TASK TO CARRY OUT =>
Among the entries that follow, how many lines contain the string "Option"? Answer with that number only.

DATA FOR THIS EXERCISE =>
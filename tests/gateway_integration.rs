//! End-to-end tests for the reputation gateway.
//!
//! These start the real Axum server on a random port and drive it over HTTP.
//! Live-mode tests point the provider at a second Axum app that speaks just
//! enough Solana JSON-RPC to answer `getBalance`, `getSignaturesForAddress`
//! and `getVersion`.

use std::net::SocketAddr;
use std::sync::Arc;

use axum::{Json, Router, http::StatusCode, response::IntoResponse, routing::post};
use pretty_assertions::assert_eq;
use serde_json::{Value, json};

use shadowtrust::config::{PaymentConfig, SolanaConfig};
use shadowtrust::payment::PaymentDesk;
use shadowtrust::registry::AgentDirectory;
use shadowtrust::reputation::{FixedScoreSource, ReputationCalculator};
use shadowtrust::solana::OnChainProvider;
use shadowtrust::web::{AppState, start_server};

const LIVE_LAMPORTS: u64 = 1_500_000_000;
const LIVE_SIGNATURES: usize = 20;

fn is_bind_permission_error<E: std::fmt::Display>(err: &E) -> bool {
    err.to_string().contains("Operation not permitted")
        || err.to_string().contains("Failed to bind")
}

#[derive(Clone, Copy)]
enum RpcBehavior {
    Healthy,
    ServerError,
    RejectBalance,
}

async fn start_fake_rpc(behavior: RpcBehavior) -> Option<String> {
    let app = Router::new().route(
        "/",
        post(move |Json(request): Json<Value>| async move {
            let id = request["id"].clone();
            let method = request["method"].as_str().unwrap_or_default().to_string();
            match (behavior, method.as_str()) {
                (RpcBehavior::ServerError, _) => {
                    (StatusCode::INTERNAL_SERVER_ERROR, "upstream down").into_response()
                }
                (RpcBehavior::RejectBalance, "getBalance") => Json(json!({
                    "jsonrpc": "2.0",
                    "id": id,
                    "error": { "code": -32602, "message": "Invalid param: WrongSize" }
                }))
                .into_response(),
                (_, "getBalance") => Json(json!({
                    "jsonrpc": "2.0",
                    "id": id,
                    "result": { "context": { "slot": 1 }, "value": LIVE_LAMPORTS }
                }))
                .into_response(),
                (_, "getSignaturesForAddress") => {
                    let limit = request["params"][1]["limit"].as_u64().unwrap_or(1000) as usize;
                    let signatures: Vec<Value> = (0..LIVE_SIGNATURES.min(limit))
                        .map(|i| {
                            json!({
                                "signature": format!("sig{i}"),
                                "slot": 1000 - i,
                                "err": null,
                                "memo": null,
                                "blockTime": 1_700_000_000 - i as i64,
                                "confirmationStatus": "finalized"
                            })
                        })
                        .collect();
                    Json(json!({ "jsonrpc": "2.0", "id": id, "result": signatures }))
                        .into_response()
                }
                (_, "getVersion") => Json(json!({
                    "jsonrpc": "2.0",
                    "id": id,
                    "result": { "feature-set": 2891131721u64, "solana-core": "1.18.22" }
                }))
                .into_response(),
                _ => Json(json!({
                    "jsonrpc": "2.0",
                    "id": id,
                    "error": { "code": -32601, "message": "Method not found" }
                }))
                .into_response(),
            }
        }),
    );

    let listener = match tokio::net::TcpListener::bind("127.0.0.1:0").await {
        Ok(listener) => listener,
        Err(e) if is_bind_permission_error(&e) => return None,
        Err(e) => panic!("Failed to bind fake RPC: {e}"),
    };
    let addr = listener.local_addr().expect("local addr");
    tokio::spawn(async move {
        let _ = axum::serve(listener, app).await;
    });
    Some(format!("http://{addr}/"))
}

async fn start_gateway(
    provider: OnChainProvider,
    draw: u32,
) -> Option<(SocketAddr, Arc<AppState>)> {
    let source = Arc::new(FixedScoreSource::constant(draw));
    let state = Arc::new(AppState::new(
        AgentDirectory::builtin(),
        provider,
        ReputationCalculator::new(source.clone()),
        PaymentDesk::with_source(PaymentConfig::default(), source),
    ));

    let addr: SocketAddr = "127.0.0.1:0".parse().unwrap();
    match start_server(addr, state.clone()).await {
        Ok(bound_addr) => Some((bound_addr, state)),
        Err(e) if is_bind_permission_error(&e) => None,
        Err(e) => panic!("Failed to start test server: {e:?}"),
    }
}

fn live_provider(url: &str) -> OnChainProvider {
    OnChainProvider::new(&SolanaConfig::from_url(Some(url)).unwrap()).unwrap()
}

async fn get_json(addr: SocketAddr, path: &str) -> (u16, Value) {
    let resp = reqwest::Client::new()
        .get(format!("http://{addr}{path}"))
        .send()
        .await
        .expect("request");
    let status = resp.status().as_u16();
    (status, resp.json().await.expect("json body"))
}

fn sorted_keys(value: &Value) -> Vec<String> {
    let mut keys: Vec<String> = value
        .as_object()
        .expect("object")
        .keys()
        .cloned()
        .collect();
    keys.sort();
    keys
}

// ============================================================================
// Mock mode
// ============================================================================

#[tokio::test]
async fn test_ghost_agent_resolves_to_unknown_wallet() {
    let Some((addr, state)) = start_gateway(OnChainProvider::mock(), 90).await else {
        return;
    };

    let (status, body) = get_json(addr, "/api/reputation/ghost").await;
    assert_eq!(status, 200);
    assert_eq!(body["walletAddress"], "unknown");
    assert_eq!(body["onChainData"]["transactions"], 0);
    assert_eq!(body["onChainData"]["balance"], "0.0000 SOL");
    assert_eq!(body["onChainData"]["programs"], json!([]));
    assert_eq!(body["dataSource"], "mock");

    state.shutdown().await;
}

#[tokio::test]
async fn test_leaderboard_is_sorted_and_complete() {
    let Some((addr, state)) = start_gateway(OnChainProvider::mock(), 90).await else {
        return;
    };

    let (status, body) = get_json(addr, "/api/leaderboard").await;
    assert_eq!(status, 200);
    assert_eq!(body["total"], 7);
    assert!(body["lastUpdated"].as_str().unwrap().ends_with('Z'));

    let agents = body["agents"].as_array().unwrap();
    let scores: Vec<u64> = agents.iter().map(|a| a["score"].as_u64().unwrap()).collect();
    assert!(scores.windows(2).all(|w| w[0] >= w[1]), "scores: {scores:?}");
    assert!(scores.iter().all(|s| *s <= 100));

    let said = agents.iter().find(|a| a["id"] == "said").unwrap();
    assert_eq!(said["name"], "SAID Protocol");
    assert_eq!(said["tags"], json!(["identity", "infra"]));
    assert_eq!(said["onChain"], json!({ "balance": "5.0000", "transactions": 56 }));

    state.shutdown().await;
}

#[tokio::test]
async fn test_payment_round_trip_outcomes() {
    let Some((addr, state)) = start_gateway(OnChainProvider::mock(), 50).await else {
        return;
    };
    let client = reqwest::Client::new();

    let resp = client
        .get(format!("http://{addr}/api/payment?agentId=claude"))
        .send()
        .await
        .unwrap();
    assert_eq!(resp.status(), 402);
    assert_eq!(resp.headers()["www-authenticate"], "x402");
    assert_eq!(resp.headers()["x-payment-required"], "1000");
    let body: Value = resp.json().await.unwrap();
    let challenge_id = body["challenge"]["id"].as_str().unwrap().to_string();
    assert!(challenge_id.starts_with("chal_"));

    let resp = client
        .post(format!("http://{addr}/api/payment"))
        .json(&json!({
            "challengeId": challenge_id,
            "signature": "5VERv8NMvz",
            "agentId": "claude",
        }))
        .send()
        .await
        .unwrap();
    assert_eq!(resp.status(), 200);
    let body: Value = resp.json().await.unwrap();
    assert_eq!(body["verified"], true);
    assert_eq!(body["reputation"]["agentId"], "claude");
    assert_eq!(body["reputation"]["trend"], "up");

    let resp = client
        .post(format!("http://{addr}/api/payment"))
        .json(&json!({ "challengeId": challenge_id }))
        .send()
        .await
        .unwrap();
    assert_eq!(resp.status(), 402);
    let body: Value = resp.json().await.unwrap();
    assert_eq!(body["error"], "Missing payment signature");

    state.shutdown().await;
}

// ============================================================================
// Live mode
// ============================================================================

#[tokio::test]
async fn test_live_reputation_reads_rpc() {
    let Some(url) = start_fake_rpc(RpcBehavior::Healthy).await else {
        return;
    };
    let Some((addr, state)) = start_gateway(live_provider(&url), 90).await else {
        return;
    };

    let (_, body) = get_json(addr, "/api/reputation/said").await;
    assert_eq!(body["dataSource"], "live");
    assert_eq!(body["walletAddress"], "3mRt5hZ9k8p2b6c7d8e0f1a4b5c6d7e8f9a0b1c2");
    assert_eq!(body["onChainData"]["balance"], "1.5000 SOL");
    assert_eq!(body["onChainData"]["transactions"], 20);
    assert_eq!(
        body["onChainData"]["programs"],
        json!(["System Program", "Token Program"])
    );
    // tx 40, balance 15, programs 30: 16 + 4.5 + 9 = 29.5
    assert_eq!(body["breakdown"]["onChainActivity"], 29);

    let (_, health) = get_json(addr, "/api/health").await;
    assert_eq!(health["rpcHealthy"], true);

    let (_, txs) = get_json(addr, "/api/reputation/said/transactions?limit=3").await;
    assert_eq!(txs["signatures"].as_array().unwrap().len(), 3);
    assert_eq!(txs["signatures"][0]["signature"], "sig0");

    state.shutdown().await;
}

#[tokio::test]
async fn test_live_failure_matches_mock_shape() {
    let Some(url) = start_fake_rpc(RpcBehavior::ServerError).await else {
        return;
    };
    let Some((live_addr, live_state)) = start_gateway(live_provider(&url), 90).await else {
        return;
    };
    let Some((mock_addr, mock_state)) = start_gateway(OnChainProvider::mock(), 90).await else {
        return;
    };

    let (live_status, live) = get_json(live_addr, "/api/reputation/shadowbuilder").await;
    let (_, mock) = get_json(mock_addr, "/api/reputation/shadowbuilder").await;

    assert_eq!(live_status, 200);
    assert_eq!(sorted_keys(&live), sorted_keys(&mock));
    assert_eq!(sorted_keys(&live["onChainData"]), sorted_keys(&mock["onChainData"]));
    assert_eq!(live["dataSource"], "live");
    assert_eq!(mock["dataSource"], "mock");
    // Fallback data is the mock record.
    assert_eq!(live["onChainData"]["transactions"], 47);
    assert_eq!(live["walletAddress"], mock["walletAddress"]);
    assert_eq!(live["breakdown"], mock["breakdown"]);

    let (_, health) = get_json(live_addr, "/api/health").await;
    assert_eq!(health["rpcHealthy"], false);

    live_state.shutdown().await;
    mock_state.shutdown().await;
}

#[tokio::test]
async fn test_live_node_rejection_defaults_balance() {
    let Some(url) = start_fake_rpc(RpcBehavior::RejectBalance).await else {
        return;
    };
    let Some((addr, state)) = start_gateway(live_provider(&url), 90).await else {
        return;
    };

    let (_, body) = get_json(addr, "/api/reputation/sipher").await;
    assert_eq!(body["onChainData"]["balance"], "0.0000 SOL");
    assert_eq!(body["onChainData"]["transactions"], 20);
    assert_eq!(body["walletAddress"], "8mYt9Rc1hB2iK5o7p0s8u2v3w6x7y0z1a2d3e4f5g6h7i8j9k");

    state.shutdown().await;
}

WRITTEN REPLY =>
2